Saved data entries

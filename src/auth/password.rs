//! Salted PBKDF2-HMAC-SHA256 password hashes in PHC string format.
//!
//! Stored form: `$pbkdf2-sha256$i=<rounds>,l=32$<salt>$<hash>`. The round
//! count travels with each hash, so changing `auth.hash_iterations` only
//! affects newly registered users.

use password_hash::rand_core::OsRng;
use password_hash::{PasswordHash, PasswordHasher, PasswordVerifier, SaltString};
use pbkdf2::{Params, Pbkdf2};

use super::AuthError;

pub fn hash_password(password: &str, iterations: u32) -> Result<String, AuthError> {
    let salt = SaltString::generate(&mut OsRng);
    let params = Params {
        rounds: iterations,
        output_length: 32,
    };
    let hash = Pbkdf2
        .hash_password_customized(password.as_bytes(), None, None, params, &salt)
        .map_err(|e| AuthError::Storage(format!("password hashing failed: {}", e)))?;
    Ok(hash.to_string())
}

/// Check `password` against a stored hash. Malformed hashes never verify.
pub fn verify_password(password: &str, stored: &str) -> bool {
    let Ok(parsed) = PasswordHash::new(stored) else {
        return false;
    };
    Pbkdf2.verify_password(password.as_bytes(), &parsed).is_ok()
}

> Problem:
Repeat each of the entries above precisely as given.

> Expected answer:
filename src/auth/password.rs
//! Salted PBKDF2-HMAC-SHA256 password hashes in PHC string format.
//!
//! Stored form: `$pbkdf2-sha256$i=<rounds>,l=32$<salt>$<hash>`. The round
//! count travels with each hash, so changing `auth.hash_iterations` only
//! affects newly registered users.

use password_hash::rand_core::OsRng;
use password_hash::{PasswordHash, PasswordHasher, PasswordVerifier, SaltString};
use pbkdf2::{Params, Pbkdf2};

use super::AuthError;

pub fn hash_password(password: &str, iterations: u32) -> Result<String, AuthError> {
    let salt = SaltString::generate(&mut OsRng);
    let params = Params {
        rounds: iterations,
        output_length: 32,
    };
    let hash = Pbkdf2
        .hash_password_customized(password.as_bytes(), None, None, params, &salt)
        .map_err(|e| AuthError::Storage(format!("password hashing failed: {}", e)))?;
    Ok(hash.to_string())
}

/// Check `password` against a stored hash. Malformed hashes never verify.
pub fn verify_password(password: &str, stored: &str) -> bool {
    let Ok(parsed) = PasswordHash::new(stored) else {
        return false;
    };
    Pbkdf2.verify_password(password.as_bytes(), &parsed).is_ok()
}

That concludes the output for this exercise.